Look below for the line that has "filename src/monitor/rotation.rs". Set down the lines from there through the line that has "use std::io::Write;", exactly as written.

[Recorded information Boundary: Start]

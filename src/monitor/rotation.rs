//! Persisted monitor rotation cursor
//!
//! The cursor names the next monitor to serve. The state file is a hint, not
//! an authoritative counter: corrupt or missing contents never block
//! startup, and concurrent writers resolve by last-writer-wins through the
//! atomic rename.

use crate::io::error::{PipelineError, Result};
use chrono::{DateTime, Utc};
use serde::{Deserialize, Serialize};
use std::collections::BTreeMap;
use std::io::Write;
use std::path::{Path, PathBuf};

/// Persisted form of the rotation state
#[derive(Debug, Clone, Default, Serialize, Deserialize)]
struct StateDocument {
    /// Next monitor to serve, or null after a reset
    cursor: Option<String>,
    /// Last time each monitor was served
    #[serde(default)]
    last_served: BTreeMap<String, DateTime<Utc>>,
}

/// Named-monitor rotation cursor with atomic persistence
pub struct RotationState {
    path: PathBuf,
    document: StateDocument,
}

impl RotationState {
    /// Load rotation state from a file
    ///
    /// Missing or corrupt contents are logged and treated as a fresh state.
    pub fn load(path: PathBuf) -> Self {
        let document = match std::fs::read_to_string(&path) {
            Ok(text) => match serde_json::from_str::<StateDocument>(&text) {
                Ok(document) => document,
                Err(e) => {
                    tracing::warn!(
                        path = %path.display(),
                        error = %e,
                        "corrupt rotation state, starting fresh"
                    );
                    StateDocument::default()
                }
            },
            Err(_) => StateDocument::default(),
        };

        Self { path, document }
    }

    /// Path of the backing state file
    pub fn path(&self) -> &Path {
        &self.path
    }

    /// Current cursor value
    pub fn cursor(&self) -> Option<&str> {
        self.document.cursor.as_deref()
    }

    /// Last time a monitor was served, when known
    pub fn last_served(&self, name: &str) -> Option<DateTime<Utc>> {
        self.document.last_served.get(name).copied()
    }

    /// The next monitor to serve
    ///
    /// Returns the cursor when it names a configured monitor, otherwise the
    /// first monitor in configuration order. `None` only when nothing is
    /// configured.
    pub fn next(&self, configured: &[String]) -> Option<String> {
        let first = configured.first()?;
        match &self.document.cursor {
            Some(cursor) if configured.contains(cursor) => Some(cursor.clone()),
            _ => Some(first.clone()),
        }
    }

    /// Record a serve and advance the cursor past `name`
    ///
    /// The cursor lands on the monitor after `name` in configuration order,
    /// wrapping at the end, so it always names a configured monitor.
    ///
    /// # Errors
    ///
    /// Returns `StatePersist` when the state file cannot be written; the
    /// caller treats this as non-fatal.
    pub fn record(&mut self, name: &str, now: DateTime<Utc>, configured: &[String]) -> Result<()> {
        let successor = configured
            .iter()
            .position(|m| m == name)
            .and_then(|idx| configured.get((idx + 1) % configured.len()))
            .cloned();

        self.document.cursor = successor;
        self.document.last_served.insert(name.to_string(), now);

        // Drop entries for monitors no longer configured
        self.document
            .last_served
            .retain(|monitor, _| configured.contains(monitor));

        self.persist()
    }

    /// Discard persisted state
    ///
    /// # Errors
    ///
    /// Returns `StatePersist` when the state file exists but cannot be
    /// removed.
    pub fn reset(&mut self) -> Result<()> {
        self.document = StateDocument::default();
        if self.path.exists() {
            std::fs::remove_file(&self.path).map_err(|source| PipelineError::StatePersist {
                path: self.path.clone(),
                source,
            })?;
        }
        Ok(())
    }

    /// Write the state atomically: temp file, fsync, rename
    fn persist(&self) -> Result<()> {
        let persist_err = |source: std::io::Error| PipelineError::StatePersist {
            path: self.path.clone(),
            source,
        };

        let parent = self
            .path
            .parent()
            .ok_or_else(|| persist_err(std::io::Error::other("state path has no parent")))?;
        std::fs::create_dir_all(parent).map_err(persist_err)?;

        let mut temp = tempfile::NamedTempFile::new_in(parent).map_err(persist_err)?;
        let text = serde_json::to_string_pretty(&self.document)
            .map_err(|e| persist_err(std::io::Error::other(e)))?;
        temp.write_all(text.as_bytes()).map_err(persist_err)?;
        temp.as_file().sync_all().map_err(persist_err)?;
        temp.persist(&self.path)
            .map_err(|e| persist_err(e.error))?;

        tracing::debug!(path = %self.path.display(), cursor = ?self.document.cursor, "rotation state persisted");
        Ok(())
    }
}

[Recorded information Boundary: End]
[Recorded information Boundary: Start]

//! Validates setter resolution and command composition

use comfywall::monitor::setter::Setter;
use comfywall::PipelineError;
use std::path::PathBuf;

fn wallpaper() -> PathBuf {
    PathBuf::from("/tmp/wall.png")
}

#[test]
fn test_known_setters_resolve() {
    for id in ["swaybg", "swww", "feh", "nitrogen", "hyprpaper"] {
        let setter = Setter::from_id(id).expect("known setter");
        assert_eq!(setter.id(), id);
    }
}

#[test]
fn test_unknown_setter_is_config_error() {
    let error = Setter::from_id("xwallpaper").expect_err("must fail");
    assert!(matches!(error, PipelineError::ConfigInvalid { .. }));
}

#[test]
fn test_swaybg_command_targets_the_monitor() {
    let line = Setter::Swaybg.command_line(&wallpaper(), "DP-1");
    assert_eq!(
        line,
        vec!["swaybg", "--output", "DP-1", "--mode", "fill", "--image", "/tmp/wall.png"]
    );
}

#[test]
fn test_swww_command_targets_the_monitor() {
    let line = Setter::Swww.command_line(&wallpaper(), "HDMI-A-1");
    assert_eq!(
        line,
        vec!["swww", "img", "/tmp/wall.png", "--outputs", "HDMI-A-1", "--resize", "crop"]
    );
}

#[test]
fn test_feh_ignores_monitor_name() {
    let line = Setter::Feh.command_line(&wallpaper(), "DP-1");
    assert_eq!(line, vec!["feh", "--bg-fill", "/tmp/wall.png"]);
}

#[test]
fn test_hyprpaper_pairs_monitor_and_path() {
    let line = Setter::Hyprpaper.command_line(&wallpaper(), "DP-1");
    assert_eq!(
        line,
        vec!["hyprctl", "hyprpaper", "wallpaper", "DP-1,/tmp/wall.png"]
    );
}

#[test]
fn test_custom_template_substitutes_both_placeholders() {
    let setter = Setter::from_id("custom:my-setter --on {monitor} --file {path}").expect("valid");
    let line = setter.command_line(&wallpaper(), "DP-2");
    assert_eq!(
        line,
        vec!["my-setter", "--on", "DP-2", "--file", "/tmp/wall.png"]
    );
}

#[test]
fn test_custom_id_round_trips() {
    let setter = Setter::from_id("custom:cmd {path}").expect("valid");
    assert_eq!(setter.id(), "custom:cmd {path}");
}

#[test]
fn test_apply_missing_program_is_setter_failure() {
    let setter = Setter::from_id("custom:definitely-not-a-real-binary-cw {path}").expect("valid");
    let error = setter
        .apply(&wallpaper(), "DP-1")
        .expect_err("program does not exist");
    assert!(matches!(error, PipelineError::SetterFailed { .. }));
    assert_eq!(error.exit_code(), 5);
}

[Recorded information Boundary: End]

Answer box:
filename src/monitor/rotation.rs
//! Persisted monitor rotation cursor
//!
//! The cursor names the next monitor to serve. The state file is a hint, not
//! an authoritative counter: corrupt or missing contents never block
//! startup, and concurrent writers resolve by last-writer-wins through the
//! atomic rename.

use crate::io::error::{PipelineError, Result};
use chrono::{DateTime, Utc};
use serde::{Deserialize, Serialize};
use std::collections::BTreeMap;
use std::io::Write;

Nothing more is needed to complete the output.